Une semaine plus tard, la patiente s'est présentée pour les résultats de l'IRM cérébrale, qui étaient normaux, déclarant que depuis la mise au repos avec l'erlotinb, l'hypoesthésie persistait dans les membres inférieurs, étant moins intense dans les cuisses, bien qu'elle continuât à souffrir d'incontinence urinaire et fécale, niant toujours avoir mal au dos. À ce stade, compte tenu des résultats négatifs de l'IRM cérébrale, il a été décidé de l'hospitaliser pour un examen de la moelle épinière.

Examen physique
ECOG 2, conscient et orienté. Bon état général. Obèse, couleur normale, hydratation normale, eupnéique au repos. Pas de ganglions lymphatiques périphériques palpables. Auscultation cardio-pulmonaire : bruits cardiaques rythmés, souffle vésiculaire légèrement diminué dans l'hémithorax droit, sans bruits pathologiques surajoutés. Abdomen : globulaire, mou et dépressible, non douloureux à la palpation, pas de masses ou de mégalithes palpables, bruits hydro-aériques présents. Membres inférieurs : pas d'œdème ni de signes de thrombose veineuse profonde.

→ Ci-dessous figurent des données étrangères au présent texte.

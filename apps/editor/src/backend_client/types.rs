//! Request and response bodies of the resume backend.

use serde::{Deserialize, Serialize};

use crate::models::entry::Entry;
use crate::models::tailored::TailoredEntry;

#[derive(Debug, Serialize)]
pub struct ProcessMasterResumeBody<'a> {
    pub file: &'a str,
}

#[derive(Debug, Clone, PartialEq, Eq, Serialize, Deserialize)]
pub struct StoredFileResponse {
    pub s3_key: String,
}

#[derive(Debug, Clone, PartialEq, Eq, Serialize, Deserialize)]
pub struct MasterResume {
    pub url: String,
    #[serde(default)]
    pub entries: Vec<Entry>,
}

#[derive(Debug, Serialize)]
#[serde(rename_all = "camelCase")]
pub struct TailorBody<'a> {
    pub job_description: &'a str,
}

#[derive(Debug, Clone, PartialEq, Eq, Serialize, Deserialize)]
#[serde(rename_all = "camelCase")]
pub struct TailorResponse {
    #[serde(default)]
    pub resume_items: Vec<TailoredEntry>,
}

#[derive(Debug, Clone, PartialEq, Eq, Serialize, Deserialize)]
pub struct TailoredFile {
    pub name: String,
    pub url: String,
}

#[derive(Debug, Clone, PartialEq, Eq, Serialize, Deserialize)]
pub struct TailoredFiles {
    #[serde(default)]
    pub files: Vec<TailoredFile>,
}

#[derive(Debug, Serialize)]
pub struct UploadBody<'a> {
    pub file: &'a str,
    pub filename: &'a str,
}

#[derive(Debug, Serialize)]
pub struct ScoreBody<'a> {
    pub s3_key: &'a str,
    pub job_description: &'a str,
    pub with_auth: bool,
}

#[derive(Debug, Clone, PartialEq, Eq, Serialize, Deserialize)]
#[serde(rename_all = "camelCase")]
pub struct ScoreTicket {
    pub result_id: String,
}

#[derive(Debug, Clone, PartialEq, Serialize, Deserialize)]
#[serde(rename_all = "camelCase")]
pub struct ScoreResult {
    pub result_id: String,
    #[serde(default)]
    pub file_content: String,
    #[serde(default)]
    pub job_description: String,
    pub score: f64,
    #[serde(default)]
    pub feedback: Vec<String>,
}

/// Error body the backend sends with non-2xx responses.
#[derive(Debug, Deserialize)]
pub(crate) struct ErrorBody {
    pub error: Option<String>,
}
//! Módulo de base de datos
//!
//! Maneja la conexión y las migraciones de PostgreSQL

pub mod connection;

pub use connection::{connect, mask_database_url};
//! Middleware HTTP
//!
//! CORS y el tratamiento de errores de las capas de `tower`.

pub mod cors;
pub mod errors;

pub use cors::cors_layer;
pub use errors::handle_middleware_error;
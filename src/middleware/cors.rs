//! Middleware de CORS
//!
//! Este módulo maneja la configuración de CORS para permitir
//! requests desde diferentes orígenes.

use axum::http::{HeaderName, HeaderValue, Method};
use tower_http::cors::CorsLayer;
use tracing::warn;

use crate::config::EnvironmentConfig;

/// CORS según `CORS_ORIGINS`. Sin orígenes configurados, desarrollo
/// acepta cualquiera y el resto de entornos ninguno.
pub fn cors_layer(config: &EnvironmentConfig) -> CorsLayer {
    if config.cors_origins.is_empty() {
        if config.is_development() {
            return CorsLayer::very_permissive();
        }
        return CorsLayer::new();
    }
    cors_middleware_with_origins(&config.cors_origins)
}

/// Crear middleware de CORS con orígenes específicos
pub fn cors_middleware_with_origins(origins: &[String]) -> CorsLayer {
    let origins: Vec<HeaderValue> = origins
        .iter()
        .filter_map(|origin| match HeaderValue::from_str(origin) {
            Ok(value) => Some(value),
            Err(_) => {
                warn!(origin = %origin, "ignoring invalid CORS origin");
                None
            }
        })
        .collect();

    CorsLayer::new()
        .allow_origin(origins)
        .allow_methods([
            Method::GET,
            Method::POST,
            Method::PUT,
            Method::DELETE,
            Method::OPTIONS,
        ])
        .allow_headers([
            HeaderName::from_static("content-type"),
            HeaderName::from_static("accept"),
            HeaderName::from_static("origin"),
            HeaderName::from_static("x-requested-with"),
        ])
        .max_age(std::time::Duration::from_secs(3600))
}
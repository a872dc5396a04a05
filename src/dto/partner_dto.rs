use chrono::{DateTime, Utc};
use serde::{Deserialize, Serialize};
use validator::Validate;

use super::common_dto::{default_limit, default_page};
use super::vehicle_dto::VehicleResponse;
use crate::models::{Partner, PartnerStatus, Vehicle};
use crate::utils::validation::validate_not_blank;

#[derive(Debug, Clone, PartialEq, Serialize, Deserialize, Validate)]
pub struct ContactInfo {
    #[validate(custom = "validate_not_blank", length(max = 32))]
    pub phone: String,
    #[validate(email)]
    pub email: String,
}

// Request para registrar un partner
#[derive(Debug, Clone, Deserialize, Validate)]
pub struct CreatePartnerRequest {
    #[validate(custom = "validate_not_blank", length(max = 255))]
    pub name: String,
    #[validate]
    pub contact: ContactInfo,
    pub address: Option<String>,
}

// Contacto parcial: cada campo se actualiza por separado
#[derive(Debug, Clone, Default, Deserialize, Validate)]
pub struct ContactPatch {
    #[validate(custom = "validate_not_blank", length(max = 32))]
    pub phone: Option<String>,
    #[validate(email)]
    pub email: Option<String>,
}

// Request para actualizar un partner (parcial)
#[derive(Debug, Clone, Default, Deserialize, Validate)]
pub struct UpdatePartnerRequest {
    #[validate(custom = "validate_not_blank", length(max = 255))]
    pub name: Option<String>,
    #[validate]
    pub contact: Option<ContactPatch>,
    pub address: Option<String>,
    /// `active` | `inactive`, se valida en el controller
    pub status: Option<String>,
}

#[derive(Debug, Clone, Deserialize, Validate)]
pub struct PartnerListQuery {
    #[serde(default = "default_page")]
    #[validate(range(min = 1))]
    pub page: i64,
    #[serde(default = "default_limit")]
    #[validate(range(min = 1, max = 100))]
    pub limit: i64,
    pub status: Option<String>,
    /// Subcadena buscada en la dirección
    pub location: Option<String>,
}

// Response de partner con su flota
#[derive(Debug, Clone, Serialize, Deserialize)]
#[serde(rename_all = "camelCase")]
pub struct PartnerResponse {
    pub partner_id: String,
    pub name: String,
    pub contact: ContactInfo,
    pub address: Option<String>,
    pub vehicles: Vec<VehicleResponse>,
    pub status: PartnerStatus,
    pub created_at: DateTime<Utc>,
    pub updated_at: DateTime<Utc>,
}

impl PartnerResponse {
    pub fn new(partner: Partner, vehicles: Vec<Vehicle>) -> Self {
        Self {
            partner_id: partner.partner_id,
            name: partner.name,
            contact: ContactInfo {
                phone: partner.phone,
                email: partner.email,
            },
            address: partner.address,
            vehicles: vehicles.into_iter().map(VehicleResponse::from).collect(),
            status: partner.status,
            created_at: partner.created_at,
            updated_at: partner.updated_at,
        }
    }
}
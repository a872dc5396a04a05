use std::sync::Arc;

use tracing::info;
use validator::Validate;

use crate::dto::{
    CreateVehicleRequest, MessageResponse, UpdateVehicleRequest, VehicleListQuery,
    VehicleResponse,
};
use crate::models::{Vehicle, VehiclePatch, VehicleStatus};
use crate::repositories::{PartnerRepository, VehicleRepository};
use crate::state::AppState;
use crate::utils::errors::{bad_request_error, conflict_error, not_found_error, AppError, AppResult};
use crate::utils::validation::parse_status_filter;

pub struct VehicleController {
    partners: Arc<dyn PartnerRepository>,
    vehicles: Arc<dyn VehicleRepository>,
}

impl VehicleController {
    pub fn new(state: &AppState) -> Self {
        Self {
            partners: state.partners.clone(),
            vehicles: state.vehicles.clone(),
        }
    }

    async fn ensure_partner(&self, partner_id: &str) -> AppResult<()> {
        if !self.partners.exists(partner_id).await? {
            return Err(not_found_error("Cab partner", partner_id));
        }
        Ok(())
    }

    /// Vehículo del partner o 404 si no existe o pertenece a otro
    async fn owned_vehicle(&self, partner_id: &str, vehicle_id: &str) -> AppResult<Vehicle> {
        self.vehicles
            .find_for_partner(partner_id, vehicle_id)
            .await?
            .ok_or_else(|| {
                AppError::NotFound(format!(
                    "Vehicle with ID {} not found or does not belong to partner {}",
                    vehicle_id, partner_id
                ))
            })
    }

    pub async fn create(
        &self,
        partner_id: &str,
        request: CreateVehicleRequest,
    ) -> AppResult<MessageResponse> {
        request.validate()?;
        self.ensure_partner(partner_id).await?;

        if self
            .vehicles
            .registration_in_use(&request.registration, None)
            .await?
        {
            return Err(conflict_error(format!(
                "Vehicle with registration '{}' already exists.",
                request.registration
            )));
        }

        let vehicle = Vehicle::new(
            partner_id.to_string(),
            request.vehicle_type,
            request.registration,
            request.make,
            request.model,
            request.color,
        );
        self.vehicles.create(&vehicle).await?;

        info!(partner_id, vehicle_id = %vehicle.vehicle_id, "vehicle added");
        Ok(MessageResponse::new(
            partner_id,
            format!(
                "Vehicle '{}' with registration '{}' added successfully",
                vehicle.vehicle_id, vehicle.registration
            ),
        ))
    }

    pub async fn update(
        &self,
        partner_id: &str,
        vehicle_id: &str,
        request: UpdateVehicleRequest,
    ) -> AppResult<MessageResponse> {
        request.validate()?;
        let existing = self.owned_vehicle(partner_id, vehicle_id).await?;

        if let Some(registration) = request
            .registration
            .as_deref()
            .filter(|r| *r != existing.registration)
        {
            if self
                .vehicles
                .registration_in_use(registration, Some(vehicle_id))
                .await?
            {
                return Err(conflict_error(format!(
                    "Update failed: Vehicle with registration '{}' already exists.",
                    registration
                )));
            }
        }

        let status = request
            .status
            .as_deref()
            .map(|s| {
                s.parse::<VehicleStatus>().map_err(|_| {
                    bad_request_error(format!(
                        "Vehicle status must be one of: {}",
                        VehicleStatus::ALLOWED.join(", ")
                    ))
                })
            })
            .transpose()?;

        let patch = VehiclePatch {
            vehicle_type: request.vehicle_type,
            registration: request.registration,
            status,
            make: request.make,
            model: request.model,
            color: request.color,
        };

        if patch.is_empty() {
            return Ok(MessageResponse::new(
                partner_id,
                "No update data provided; vehicle remains unchanged.",
            ));
        }

        self.vehicles.update(vehicle_id, &patch).await?;

        info!(partner_id, vehicle_id, "vehicle updated");
        Ok(MessageResponse::new(
            partner_id,
            format!("Vehicle {} updated successfully", vehicle_id),
        ))
    }

    pub async fn delete(&self, partner_id: &str, vehicle_id: &str) -> AppResult<MessageResponse> {
        self.owned_vehicle(partner_id, vehicle_id).await?;

        if !self.vehicles.delete(vehicle_id).await? {
            return Err(not_found_error("Vehicle", vehicle_id));
        }

        info!(partner_id, vehicle_id, "vehicle deleted");
        Ok(MessageResponse::new(
            partner_id,
            format!("Vehicle {} deleted successfully", vehicle_id),
        ))
    }

    pub async fn list(
        &self,
        partner_id: &str,
        query: VehicleListQuery,
    ) -> AppResult<Vec<VehicleResponse>> {
        self.ensure_partner(partner_id).await?;
        let status =
            parse_status_filter::<VehicleStatus>(query.status.as_deref(), &VehicleStatus::ALLOWED)?;

        let vehicles = self.vehicles.list_by_partner(partner_id, status).await?;
        Ok(vehicles.into_iter().map(VehicleResponse::from).collect())
    }
}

Examen neurologique : fond d'œil normal. Motilité oculaire extrinsèque et autres nerfs crâniens normaux. Pas de déficit moteur évident. Réflexes ostéotendineux (ROT) 3+ avec ROT vivant légèrement plus à gauche et aréflexie achilléenne avec Babinski bilatéral. Hypoesthésie distale des pieds et hypopalesthésie jusqu'aux derniers arcs costaux. Aucun niveau du tronc n'est visible. Démarche tabétique à base augmentée, nécessitant l'aide d'un déambulateur, ataxique.

Tests complémentaires
"NFS : biochimie (BQ) normale, sauf protéines totales 6,4 g/dL ; cholestérol 205 mg/dL. CEA 152,7 ng/mL (140 auparavant) ; CA 125 8,4 U/mL, reste de la BQ normal. NFS normale.
" IRM rachidienne complète (21/5/2015) : une altération du signal hyperintense a été observée dans la moelle, étant plus marquée dans le bulbe, la région périphérique du mésencéphale et le pons avec extension aux pédoncules cérébelleux. Tout ceci est probablement lié à la toxicité de la chimiothérapie comme première possibilité.
"Ponction lombaire (PL) : liquide céphalo-rachidien (LCR) d'aspect clair et transparent, s'écoulant à une vitesse adéquate. Etude cytobiochimique : cellules 8 ; glycosurie 29 ; protéines : 028 ; hématies 10 (glycémie après PL : 90 préprandiale). Etude microbiologique négative. Cytologie : en attente.

Diagnostic
Quelques jours plus tard, les résultats de la cytologie du LCR ont été obtenus : positifs pour le MTC. Ce qui laisse supposer une atteinte carcinomateuse. Une des suspicions de polyneuropathie secondaire à une méningite carcinomateuse (MC) a été confirmée, suite à la découverte d'une hypoglycorachie dans l'étude cytobiochimique. Une étude moléculaire de la cytologie du LCR a été demandée et est en cours.

Traitement
À la sortie de l'hôpital, avant que le diagnostic définitif ne soit connu, l'erlotinib a été prescrit à une dose de 100 mg par jour (en raison de la réponse pulmonaire et de la diminution de l'ACE pendant le traitement et de la faible probabilité de neurotoxicité secondaire à l'inhibiteur de l'ITK) ainsi qu'un régime de corticostéroïdes dégressif.

Évolution
La patiente est restée stable pendant son hospitalisation, améliorant lentement ses symptômes neurologiques, bien que l'hypoesthésie ait persisté dans la partie distale des extrémités et que l'incontinence sphinctérienne et la démarche thébétique se soient progressivement améliorées après le début des corticostéroïdes et la mise au repos de l'erlotinib, ce qui a permis d'exclure une compression de la moelle épinière lors de l'IRM de la colonne vertébrale. La patiente a toujours nié avoir eu des maux de tête, des nausées et des vomissements.
Le cas a été évalué par la neurologie, qui a conclu que le profil temporel et le comportement clinique favorisaient le diagnostic de polyneuropathie toxique (PN), également suggéré par les résultats de l'IRM.
Elle est sortie de l'hôpital avec un diagnostic de polyneuropathie toxique peu susceptible d'être liée à l'erlotinib en raison de la rareté du tableau, sans pouvoir exclure une neurotoxicité tardive liée au docétaxel (qui a pris fin en décembre 2014). En attente des résultats de la cytologie pour écarter une CM du LCR au vu du résultat de l'hypoglycorachie, évocateur d'une consommation dans l'étude cytobiochimique.